Just wanted to give everyone a quick update on the status of Tablib and its future. Updates will be more regular in the future.

For those unfamiliar with Tablib, it’s my format-agnostic tabular data library. To learn more, see Tablib.org.

Since its release, Tablib has been installed over 2,500 times (from PyPi alone), has 124 watchers on GitHub, and multiple contributors. It is now being used in production at major corporations and development shops throughout the world, including: The Library of Congress, National Geographic, and Discovery Channel.. If your company is using Tablib, feel free to let me know!

Typical case reports include: presenting customer data, statistical data export/manipulation, sampling systems, personal finance management/calculation, and much more.

The community reaction to the initial release was more than I had hoped for. My Changelog article was trending for days on HackerNews, Reddit, and GitHub. This brought quite a few emails, bug reports, and contributions. I was quite surprised, considering documentation hadn’t even been written yet!

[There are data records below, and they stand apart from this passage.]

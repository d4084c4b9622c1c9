//! Per-user subscriptions. Requires the client to be configured with a user id.

use serde_json::Value;

use crate::error::Result;
use crate::http::HttpClient;
use crate::models::{
    SubjectId, Subscription, SubscriptionIds, SubscriptionList, SubscriptionQuery,
    SubscriptionStatus,
};

#[async_trait::async_trait]
pub trait SubscriptionApi: Send + Sync {
    async fn subscribe(&self, id: SubjectId) -> Result<Subscription>;

    async fn list(&self, query: &SubscriptionQuery) -> Result<SubscriptionList>;

    async fn unsubscribe(&self, id: SubjectId) -> Result<()>;

    async fn ids(&self) -> Result<Vec<SubjectId>>;

    async fn status(&self, id: SubjectId) -> Result<SubscriptionStatus>;
}

#[derive(Clone)]
pub struct HttpSubscriptionApi {
    http: HttpClient,
}

impl HttpSubscriptionApi {
    #[must_use]
    pub const fn new(http: HttpClient) -> Self {
        Self { http }
    }
}

#[async_trait::async_trait]
impl SubscriptionApi for HttpSubscriptionApi {
    async fn subscribe(&self, id: SubjectId) -> Result<Subscription> {
        self.http.post_empty(&format!("/subscriptions/{id}")).await
    }

    async fn list(&self, query: &SubscriptionQuery) -> Result<SubscriptionList> {
        let mut params = vec![
            ("sort", query.sort.clone()),
            ("order", query.order.clone()),
            ("page", query.page.to_string()),
            ("limit", query.limit.to_string()),
        ];
        if let Some(search) = query.search.as_deref().filter(|s| !s.is_empty()) {
            params.push(("search", search.to_string()));
        }
        self.http.get("/subscriptions", &params).await
    }

    async fn unsubscribe(&self, id: SubjectId) -> Result<()> {
        let _: Value = self.http.delete(&format!("/subscriptions/{id}")).await?;
        Ok(())
    }

    async fn ids(&self) -> Result<Vec<SubjectId>> {
        let ids: SubscriptionIds = self.http.get("/subscriptions/ids", &[]).await?;
        Ok(ids.ids)
    }

    async fn status(&self, id: SubjectId) -> Result<SubscriptionStatus> {
        self.http.get(&format!("/subscriptions/{id}"), &[]).await
    }
}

Needless to say, the project has significantly matured since. New features and infrastructure include:

  • Extensive documentation (http://tablib.org)
  • Extensive Unittesting + Continuous Integration System
  • Transposition
  • Databook support (e.g. Excel workbooks w/ multiple sheets)
  • Row & Column appends
  • Validation hooks
  • Advanced unicode (Python 2.x)
  • Row objects w/ tags
  • Section separators
  • Dataset sorting and filtering
  • Pickling Support
  • Improved XLS formatting w/ header frames and newline handling
  • No dependencies, all modules needed are vendorized
  • Advanced format support framework

A handful of these features have been provided by the work of a few generous contributors.

  • Luke Lee
  • Luca Beltrame
  • Josh Ourisman

Also worth mentioning is the excellent django-tablib extension by Joshua Ourisman. It allows you to seamlessly generate Tablib Datasets from Django QuerySets.

The Future of Tablib

Right now, Tablib’s biggest weakness, ironically, is tabular data’s biggest strength: big data. If you have experience dealing with big data in Python (e.g. 8GiB+ CSV files), I’d love to get your insight on how to proceed.

I will doing a lighting presentation on Tablib at PyCon 2011 in Atlanta, GA this March. I hope to increase awareness, gather feedback/suggestions, and recruit big data developers to assist.

Also planned is the tablib-extras project. The plan is to support various backends, like Google Fusion Tables, and a SQLAlchemy Mapper.